D’après ce principe, si la France importe, comme pendant ces dernières années, environ 1/10 de sa consommation, le droit d’entrée de 5 francs par quintal de blé que le comice agricole de Laon propose fera, pour une production moyenne de 17 quintaux, 8 fr. 50 par hectare. Si nous importons 3/10 de notre consommation, comme à la suite des années de très mauvaises récoltes, la protection sera 25 fr. 50 par hectare de blé.

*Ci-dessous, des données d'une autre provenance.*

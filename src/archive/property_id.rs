//! Header section property ids (§6). Mirrors the 7z format's tag values.

pub const END: u8 = 0x00;
pub const HEADER: u8 = 0x01;
pub const MAIN_STREAMS_INFO: u8 = 0x04;
pub const FILES_INFO: u8 = 0x05;
pub const PACK_INFO: u8 = 0x06;
pub const UNPACK_INFO: u8 = 0x07;
pub const SUBSTREAMS_INFO: u8 = 0x08;
pub const SIZE: u8 = 0x09;
pub const CRC: u8 = 0x0A;
pub const FOLDER: u8 = 0x0B;
pub const CODERS_UNPACK_SIZE: u8 = 0x0C;
pub const NUM_UNPACK_STREAM: u8 = 0x0D;
pub const EMPTY_STREAM: u8 = 0x0E;
pub const EMPTY_FILE: u8 = 0x0F;
pub const NAME: u8 = 0x11;
pub const MTIME: u8 = 0x14;
pub const WIN_ATTRIBUTES: u8 = 0x15;
pub const ENCODED_HEADER: u8 = 0x17;

/// Windows attribute bit used to flag an entry as a directory — kept here
/// because [`super::ArchiveAssembler`] reads it out of an item's opaque
/// attribute bits to decide EMPTY_STREAM/EMPTY_FILE membership (§9 Open
/// Question #1 decision).
pub const ATTR_DIRECTORY: u32 = 0x10;
//! C6: the archive assembler. Buffers every folder's pack bytes and the
//! archive's file table in memory, then writes a 7z-format container in one
//! pass — no `Seek` required, because every size and offset the signature
//! header and end header need is already known before the first byte goes
//! out (§4.6's "no streaming output while jobs are in flight" Non-goal).

mod folder;
mod property_id;
mod varint;

use std::io::{self, Write};

use crate::coder::CoderFactory;
use crate::error::ArchiverError;

pub use folder::{CoderPlan, EncryptionStage, FolderPlan};

const SIGNATURE: &[u8; 6] = &[0x37, 0x7A, 0xBC, 0xAF, 0x27, 0x1C];
const VERSION_MAJOR: u8 = 0;
const VERSION_MINOR: u8 = 4;

/// One row of the archive's file table.
struct FileEntry {
    name: Option<String>,
    attrs: u32,
    mtime: Option<u64>,
    has_stream: bool,
}

/// Bytes written and entries recorded once [`ArchiveAssembler::finish`] runs.
#[derive(Debug, Clone, Copy)]
pub struct AssemblyStats {
    pub pack_bytes: u64,
    pub header_bytes: u64,
    pub file_count: usize,
}

/// Accumulates folders and file-table entries for one archive, then
/// serializes them in a single `finish()` call.
#[derive(Default)]
pub struct ArchiveAssembler {
    folders: Vec<FolderPlan>,
    entries: Vec<FileEntry>,
}
//! The input-item handle described in §3: a lazy, boxed byte source plus the
//! metadata the archive assembler needs once that source has been drained.

use std::io::Read;

/// One independent byte stream to be compressed: a file, an in-memory
/// buffer, a network source — anything that implements `Read`.
///
/// `InputItem` owns its source; the core never shares it between jobs.
pub struct InputItem {
    source: Box<dyn Read + Send>,
    /// Display name, stored UTF-16 at the boundary where it is needed (the
    /// archive's `NAME` property); kept as an owned `String` here since the
    /// UTF-16 conversion is a serialization concern, not a data-model one.
    pub name: Option<String>,
    /// 0 means unknown; the coder and the solid encoder treat 0 as "read
    /// until EOF" rather than "empty".
    pub declared_size: u64,
    /// Windows-style file attribute bits; 0 if the caller has none to offer.
    pub attrs: u32,
    /// Filesystem-style 64-bit modification tick (opaque to the core).
    pub mtime: Option<u64>,
    /// Caller-defined value carried through untouched; not interpreted here.
    pub user_tag: u64,
}

impl InputItem {
    pub fn new(source: impl Read + Send + 'static) -> Self {
        Self {
            source: Box::new(source),
            name: None,
            declared_size: 0,
            attrs: 0,
            mtime: None,
            user_tag: 0,
        }
    }

    pub fn with_name(mut self, name: impl Into<String>) -> Self {
        self.name = Some(name.into());
        self
    }

    pub fn with_declared_size(mut self, size: u64) -> Self {
        self.declared_size = size;
        self
    }

    pub fn with_attrs(mut self, attrs: u32) -> Self {
        self.attrs = attrs;
        self
    }

    pub fn with_mtime(mut self, mtime: u64) -> Self {
        self.mtime = Some(mtime);
        self
    }

    pub fn with_user_tag(mut self, tag: u64) -> Self {
        self.user_tag = tag;
        self
    }

    pub(crate) fn into_reader(self) -> Box<dyn Read + Send> {
        self.source
    }
}

impl std::fmt::Debug for InputItem {
    fn fmt(&self, f: &mut std::fmt::Formatter<'_>) -> std::fmt::Result {
        f.debug_struct("InputItem")
            .field("name", &self.name)
            .field("declared_size", &self.declared_size)
            .field("attrs", &self.attrs)
            .field("mtime", &self.mtime)
            .field("user_tag", &self.user_tag)
            .finish_non_exhaustive()
    }
}
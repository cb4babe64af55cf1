//! `LZMA2`, backed by `xz2`'s raw (filter-only, no `.xz` container framing)
//! encoder — the same crate the teacher project already depended on for its
//! own compression path, retargeted from the `.xz` container to the raw
//! LZMA2 stream the 7z format actually embeds in a folder.

use std::io::{self, Read, Write};

use xz2::read::XzDecoder;
use xz2::stream::{Filters, LzmaOptions, Stream};
use xz2::write::XzEncoder;

use super::{method_id, Coder};
use crate::error::ArchiverError;

/// Dictionary sizes per level, loosely following 7-Zip's own LZMA2 presets.
fn dict_size_for_level(level: u8) -> u32 {
    match level.min(9) {
        0 => 1 << 18,
        1 => 1 << 20,
        2 => 2 << 20,
        3 | 4 => 4 << 20,
        5 | 6 => 8 << 20,
        7 => 16 << 20,
        8 => 32 << 20,
        _ => 64 << 20,
    }
}

/// Encodes the single dictionary-size property byte 7z's LZMA2 decoder
/// expects. 7z relates a property byte `p` (0..=40) to a dictionary size via
/// `dict_size(p) = (2 | (p & 1)) << (p / 2 + 11)`, with `p == 40` reserved
/// for `0xFFFF_FFFF`; encoding picks the smallest `p` whose dictionary size
/// covers the one actually configured.
fn encode_lzma2_dict_size_prop(dict_size: u32) -> u8 {
    if dict_size >= 0xFFFF_FFFF {
        return 40;
    }
    for prop in 0u32..40 {
        let decoded = (2 | (prop & 1)) << (prop / 2 + 11);
        if decoded >= dict_size {
            return prop as u8;
        }
    }
    40
}

pub struct Lzma2Coder {
    level: u8,
    dict_size: u32,
}

impl Lzma2Coder {
    pub fn new(level: u8) -> Self {
        Self {
            level: level.min(9),
            dict_size: dict_size_for_level(level),
        }
    }

    fn filters(&self) -> io::Result<Filters> {
        let mut opts = LzmaOptions::new_preset(self.level as u32)
            .map_err(|e| io::Error::new(io::ErrorKind::Other, e))?;
        opts.dict_size(self.dict_size);
        let mut filters = Filters::new();
        filters.lzma2(&opts);
        Ok(filters)
    }
}

impl Coder for Lzma2Coder {
    fn method_id(&self) -> u64 {
        method_id::LZMA2
    }

    fn code(
        &mut self,
        input: &mut dyn Read,
        output: &mut dyn Write,
        _declared_input_size: Option<u64>,
        _declared_output_size: Option<u64>,
    ) -> Result<(), ArchiverError> {
        let filters = self
            .filters()
            .map_err(|e| ArchiverError::CoderError(e.to_string()))?;
        let stream = Stream::new_raw_encoder(&filters)
            .map_err(|e| ArchiverError::CoderError(e.to_string()))?;
        let mut encoder = XzEncoder::new_stream(output, stream);
        io::copy(input, &mut encoder)?;
        encoder.finish()?;
        Ok(())
    }

    fn serialize_properties(&self, writer: &mut dyn Write) -> io::Result<()> {
        writer.write_all(&[encode_lzma2_dict_size_prop(self.dict_size)])
    }
}

/// Decodes a raw LZMA2 stream produced by [`Lzma2Coder`]. Not part of the
/// `Coder` trait (this crate does not implement reading/extraction, per the
/// Non-goals) — exists solely so unit tests can assert round-trip fidelity
/// at the coder layer.
#[cfg(test)]
fn decode_for_test(dict_size: u32, compressed: &[u8]) -> Vec<u8> {
    let mut opts = LzmaOptions::new_preset(6).unwrap();
    opts.dict_size(dict_size);
    let mut filters = Filters::new();
    filters.lzma2(&opts);
    let stream = Stream::new_raw_decoder(&filters).unwrap();
    let mut decoder = XzDecoder::new_stream(compressed, stream);
    let mut out = Vec::new();
    decoder.read_to_end(&mut out).unwrap();
    out
}

#[cfg(test)]
mod tests {
    use super::*;

    #[test]
    fn round_trips_through_the_liblzma_decoder() {
        let mut coder = Lzma2Coder::new(5);
        let data: Vec<u8> = (0..200_000u32).map(|i| (i % 251) as u8).collect();
        let mut input = io::Cursor::new(data.clone());
        let mut compressed = Vec::new();
        coder.code(&mut input, &mut compressed, None, None).unwrap();
        assert!(!compressed.is_empty());
        let roundtrip = decode_for_test(coder.dict_size, &compressed);
        assert_eq!(roundtrip, data);
    }

    #[test]
    fn dict_size_property_byte_decodes_back_to_a_covering_size() {
        for level in 0..=9u8 {
            let dict_size = dict_size_for_level(level);
            let prop = encode_lzma2_dict_size_prop(dict_size);
            let decoded = if prop == 40 {
                0xFFFF_FFFFu32
            } else {
                (2 | (prop as u32 & 1)) << (prop as u32 / 2 + 11)
            };
            assert!(decoded >= dict_size, "level {level}: {decoded} < {dict_size}");
        }
    }

    #[test]
    fn empty_input_produces_a_valid_stream() {
        let mut coder = Lzma2Coder::new(1);
        let mut input = io::Cursor::new(Vec::<u8>::new());
        let mut compressed = Vec::new();
        coder.code(&mut input, &mut compressed, Some(0), None).unwrap();
        let roundtrip = decode_for_test(coder.dict_size, &compressed);
        assert!(roundtrip.is_empty());
    }
}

Pour la viande, nos importations ne dépassent guère le dixième de notre consommation, si l’on prend leur ensemble. Un droit de 60 francs par tête de bœuf ne ferait donc hausser les prix que de 6 francs et, si 2 hectares peuvent nourrir 3 bœufs, la protection équivaudrait à 0 francs par hectare. Elle serait plus grande pour les moutons, parce que les pays étrangers nous en envoient beaucoup plus. Mais il faut remarquer que les droits ne profiteront qu’aux éleveurs, car ils augmenteront le prix des animaux maigres dans la même mesure que celui des animaux gras.

Une ferme de 100 hectares, qui, suivant l’usage assez général sur les plateaux de la Picardie, a 30 hectares de blé, 30 hectares de betteraves, 20 hectares d’avoine et autres récoltes qu’elle emploie elle-même pour nourrir ses chevaux et son personnel, et 20 hectares de prairies artificielles qui servent, avec les pulpes, à engraisser des bœufs ou des moutons, gagnerait donc 255 à 765 francs, soit 2 fr. 55 à 7 fr. 65 par hectare, et ce que les fabricans de sucre pourraient ou voudraient bien accorder aux cultivateurs comme part du profit qu’ils tirent de la taxe sur les sucres étrangers. Voilà tout ce que l’agriculture du département de l’Aisne peut espérer obtenir par l’effet des droits d’entrée qu’elle réclame. Est-ce suffisant pour la relever de ses désastres ? Ce remède ne ressemble-t-il pas à ces pilules de mie de pain que le médecin donne quelquefois aux malades ? Mais ce n’est pas à un malade imaginaire que nous avons affaire ; et il maudirait tous les médecins de la faculté, s’ils ne lui permettaient pas d’en essayer.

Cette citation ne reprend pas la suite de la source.